> **Input data**:

//! Benchmarks for rejoin-incremental.
//!
//! Target: a single parent edge update < 10μs

use criterion::{black_box, criterion_group, criterion_main, BenchmarkId, Criterion};
use rejoin_incremental::{DiffSet, ForeignKeyRegistry};

fn child_ids(range: std::ops::Range<usize>) -> Vec<String> {
    range.map(|i| format!("c{}", i)).collect()
}

fn bench_diff_set(c: &mut Criterion) {
    let mut group = c.benchmark_group("diff_set");

    group.bench_function("insert_remove_cancel", |b| {
        let mut diff = DiffSet::new();
        b.iter(|| {
            diff.insert(black_box(42u64));
            diff.remove(black_box(42u64));
        })
    });

    group.finish();
}

fn bench_registry_add(c: &mut Criterion) {
    let mut group = c.benchmark_group("registry_add");

    for size in [1, 10, 100, 1000] {
        let keys = child_ids(0..size);
        group.bench_with_input(BenchmarkId::new("fresh_edge", size), &keys, |b, keys| {
            b.iter(|| {
                let mut registry = ForeignKeyRegistry::new();
                registry.add(1, "p1", black_box(keys.clone()));
                registry
            })
        });
    }

    group.finish();
}

fn bench_registry_replace(c: &mut Criterion) {
    let mut group = c.benchmark_group("registry_replace");

    // Shift the child window by one: one addition and one removal per call.
    for size in [10, 100, 1000] {
        let even = child_ids(0..size);
        let odd = child_ids(1..size + 1);
        group.bench_with_input(BenchmarkId::new("shift_by_one", size), &size, |b, _| {
            let mut registry = ForeignKeyRegistry::new();
            registry.add(1, "p1", even.clone());
            let mut flip = false;
            b.iter(|| {
                let next = if flip { even.clone() } else { odd.clone() };
                flip = !flip;
                let delta = registry.replace(1, "p1", black_box(next));
                registry.clear();
                delta
            })
        });
    }

    group.finish();
}

fn bench_fan_in(c: &mut Criterion) {
    let mut group = c.benchmark_group("fan_in");

    // Many parents referencing one shared child.
    for parents in [10, 100, 1000] {
        group.bench_with_input(BenchmarkId::new("shared_child", parents), &parents, |b, &parents| {
            b.iter(|| {
                let mut registry = ForeignKeyRegistry::new();
                for p in 0..parents {
                    registry.add(p as u64, "p", vec!["shared".to_string()]);
                }
                for p in 0..parents {
                    registry.remove(p as u64, "p");
                }
                black_box(registry.removed().len())
            })
        });
    }

    group.finish();
}

criterion_group!(
    benches,
    bench_diff_set,
    bench_registry_add,
    bench_registry_replace,
    bench_fan_in,
);

criterion_main!(benches);
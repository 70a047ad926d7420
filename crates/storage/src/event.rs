//! Raw change-feed events.
//!
//! These mirror the wire shape of a document database change stream
//! (`operationType`, `documentKey._id`, `fullDocument`,
//! `updateDescription.{updatedFields, removedFields}`), so a driver can hand
//! its events over with a plain serde conversion.

use rejoin_core::{DocId, Document};
use serde::{Deserialize, Serialize};

/// Kind of change reported by a feed.
#[derive(Clone, Copy, Debug, PartialEq, Eq, Serialize, Deserialize)]
#[serde(rename_all = "lowercase")]
pub enum OperationType {
    Insert,
    Update,
    Replace,
    Delete,
    /// Any other operation (`drop`, `rename`, `invalidate`, ...).
    #[serde(other)]
    Other,
}

/// The `documentKey` of an event.
#[derive(Clone, Debug, PartialEq, Eq, Serialize, Deserialize)]
pub struct DocumentKey {
    #[serde(rename = "_id")]
    pub id: DocId,
}

/// The `updateDescription` of an update event.
#[derive(Clone, Debug, Default, PartialEq, Serialize, Deserialize)]
#[serde(rename_all = "camelCase")]
pub struct UpdateDescription {
    /// Dotted paths that were set, with their new values.
    #[serde(default)]
    pub updated_fields: Document,
    /// Dotted paths that were removed.
    #[serde(default)]
    pub removed_fields: Vec<String>,
}

/// One raw change-feed event.
#[derive(Clone, Debug, PartialEq, Serialize, Deserialize)]
#[serde(rename_all = "camelCase")]
pub struct RawChangeEvent {
    pub operation_type: OperationType,
    pub document_key: DocumentKey,
    #[serde(default, skip_serializing_if = "Option::is_none")]
    pub full_document: Option<Document>,
    #[serde(default, skip_serializing_if = "Option::is_none")]
    pub update_description: Option<UpdateDescription>,
}

impl RawChangeEvent {
    /// Creates an insert event.
    pub fn insert(id: impl Into<DocId>, doc: Document) -> Self {
        Self::new(OperationType::Insert, id, Some(doc), None)
    }

    /// Creates an update event.
    pub fn update(
        id: impl Into<DocId>,
        description: UpdateDescription,
        full_document: Option<Document>,
    ) -> Self {
        Self::new(OperationType::Update, id, full_document, Some(description))
    }

    /// Creates a replace event.
    pub fn replace(id: impl Into<DocId>, doc: Option<Document>) -> Self {
        Self::new(OperationType::Replace, id, doc, None)
    }

    /// Creates a delete event.
    pub fn delete(id: impl Into<DocId>) -> Self {
        Self::new(OperationType::Delete, id, None, None)
    }

    fn new(
        operation_type: OperationType,
        id: impl Into<DocId>,
        full_document: Option<Document>,
        update_description: Option<UpdateDescription>,
    ) -> Self {
        Self {
            operation_type,
            document_key: DocumentKey { id: id.into() },
            full_document,
            update_description,
        }
    }

    /// Returns the id of the changed document.
    #[inline]
    pub fn id(&self) -> &str {
        &self.document_key.id
    }
}
//! Engine configuration.

use crate::error::Result;
use serde::{Deserialize, Serialize};

/// Default cap on raw events one multiplexer drains per pump pass.
pub const DEFAULT_MAX_EVENTS_PER_PUMP: usize = 1024;

/// Process-level engine settings.
///
/// Every field has a default, so `{}` is a valid configuration.
#[derive(Clone, Debug, PartialEq, Eq, Serialize, Deserialize)]
#[serde(default, deny_unknown_fields)]
pub struct EngineConfig {
    /// Selector joins open their own-collection feed pinned in keep-running
    /// mode, so rapid subscribe/unsubscribe does not start and stop the feed.
    pub pin_selector_feeds: bool,
    /// Collections whose feeds are pinned as soon as the engine starts.
    pub keep_running: Vec<String>,
    /// Upper bound on raw events one multiplexer drains per pump pass.
    pub max_events_per_pump: usize,
}

impl Default for EngineConfig {
    fn default() -> Self {
        Self {
            pin_selector_feeds: true,
            keep_running: Vec::new(),
            max_events_per_pump: DEFAULT_MAX_EVENTS_PER_PUMP,
        }
    }
}

impl EngineConfig {
    /// Parses a JSON configuration document.
    pub fn from_json(json: &str) -> Result<Self> {
        Ok(serde_json::from_str(json)?)
    }

    /// Sets whether selector joins pin their feeds.
    pub fn pin_selector_feeds(mut self, pin: bool) -> Self {
        self.pin_selector_feeds = pin;
        self
    }

    /// Adds a collection to pin at startup.
    pub fn keep_running(mut self, collection: impl Into<String>) -> Self {
        self.keep_running.push(collection.into());
        self
    }

    /// Sets the per-pump event cap. Zero is treated as one.
    pub fn max_events_per_pump(mut self, max: usize) -> Self {
        self.max_events_per_pump = max.max(1);
        self
    }
}

#[cfg(test)]
mod tests {
    use super::*;

    #[test]
    fn test_default_config() {
        let config = EngineConfig::default();
        assert!(config.pin_selector_feeds);
        assert!(config.keep_running.is_empty());
        assert_eq!(config.max_events_per_pump, DEFAULT_MAX_EVENTS_PER_PUMP);
    }

    #[test]
    fn test_from_json_partial() {
        let config = EngineConfig::from_json(r#"{"keep_running": ["users"]}"#).unwrap();
        assert_eq!(config.keep_running, vec!["users".to_string()]);
        assert!(config.pin_selector_feeds);
    }

    #[test]
    fn test_from_json_rejects_unknown_fields() {
        assert!(EngineConfig::from_json(r#"{"keepRunning": []}"#).is_err());
    }

    #[test]
    fn test_builder() {
        let config = EngineConfig::default()
            .pin_selector_feeds(false)
            .keep_running("posts")
            .max_events_per_pump(0);
        assert!(!config.pin_selector_feeds);
        assert_eq!(config.keep_running, vec!["posts".to_string()]);
        assert_eq!(config.max_events_per_pump, 1);
    }
}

> **Goal of the exercise**: Of the lines above, extract only those from the line with "Copy, Debug, PartialEq, Eq, Serialize, Deserialize)]" to the line with "of an update event.", both included, exactly as written.

> **Your response**:
#[derive(Clone, Copy, Debug, PartialEq, Eq, Serialize, Deserialize)]
#[serde(rename_all = "lowercase")]
pub enum OperationType {
    Insert,
    Update,
    Replace,
    Delete,
    /// Any other operation (`drop`, `rename`, `invalidate`, ...).
    #[serde(other)]
    Other,
}

/// The `documentKey` of an event.
#[derive(Clone, Debug, PartialEq, Eq, Serialize, Deserialize)]
pub struct DocumentKey {
    #[serde(rename = "_id")]
    pub id: DocId,
}

/// The `updateDescription` of an update event.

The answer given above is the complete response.